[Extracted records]
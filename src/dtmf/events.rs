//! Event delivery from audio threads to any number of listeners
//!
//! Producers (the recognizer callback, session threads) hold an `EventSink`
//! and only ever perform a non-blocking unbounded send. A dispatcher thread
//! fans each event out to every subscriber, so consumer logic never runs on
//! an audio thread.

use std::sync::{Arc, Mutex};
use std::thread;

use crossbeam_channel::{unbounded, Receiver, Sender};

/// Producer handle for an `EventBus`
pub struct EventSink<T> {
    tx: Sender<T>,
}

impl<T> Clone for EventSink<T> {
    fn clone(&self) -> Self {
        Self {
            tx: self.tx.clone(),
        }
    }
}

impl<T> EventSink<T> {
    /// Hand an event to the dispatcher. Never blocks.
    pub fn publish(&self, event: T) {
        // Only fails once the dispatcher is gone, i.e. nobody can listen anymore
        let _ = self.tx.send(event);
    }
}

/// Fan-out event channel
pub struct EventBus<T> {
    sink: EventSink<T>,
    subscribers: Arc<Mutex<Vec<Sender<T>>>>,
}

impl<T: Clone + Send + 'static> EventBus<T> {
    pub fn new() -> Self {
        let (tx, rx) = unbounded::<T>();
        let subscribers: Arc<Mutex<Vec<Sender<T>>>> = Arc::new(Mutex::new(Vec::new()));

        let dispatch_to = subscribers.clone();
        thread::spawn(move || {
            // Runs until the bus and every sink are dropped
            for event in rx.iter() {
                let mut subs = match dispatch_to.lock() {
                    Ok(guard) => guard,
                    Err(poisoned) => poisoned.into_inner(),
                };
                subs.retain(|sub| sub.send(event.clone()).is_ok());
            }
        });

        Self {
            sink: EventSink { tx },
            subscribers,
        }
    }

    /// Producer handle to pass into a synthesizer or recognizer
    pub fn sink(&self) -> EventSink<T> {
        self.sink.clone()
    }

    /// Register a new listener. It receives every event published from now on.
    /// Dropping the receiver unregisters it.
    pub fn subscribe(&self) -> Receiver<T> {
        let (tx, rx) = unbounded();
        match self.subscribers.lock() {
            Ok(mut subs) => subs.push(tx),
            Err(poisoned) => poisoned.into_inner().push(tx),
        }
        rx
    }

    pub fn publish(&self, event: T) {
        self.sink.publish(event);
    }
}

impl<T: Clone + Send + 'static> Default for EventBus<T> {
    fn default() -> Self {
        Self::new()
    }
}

__Work to complete__
Repeat the data above starting at the line with "self.sink.clone()" and ending at its last line, exactly, with no other lines.

__Written response__
        self.sink.clone()
    }

    /// Register a new listener. It receives every event published from now on.
    /// Dropping the receiver unregisters it.
    pub fn subscribe(&self) -> Receiver<T> {
        let (tx, rx) = unbounded();
        match self.subscribers.lock() {
            Ok(mut subs) => subs.push(tx),
            Err(poisoned) => poisoned.into_inner().push(tx),
        }
        rx
    }

    pub fn publish(&self, event: T) {
        self.sink.publish(event);
    }
}

impl<T: Clone + Send + 'static> Default for EventBus<T> {
    fn default() -> Self {
        Self::new()
    }
}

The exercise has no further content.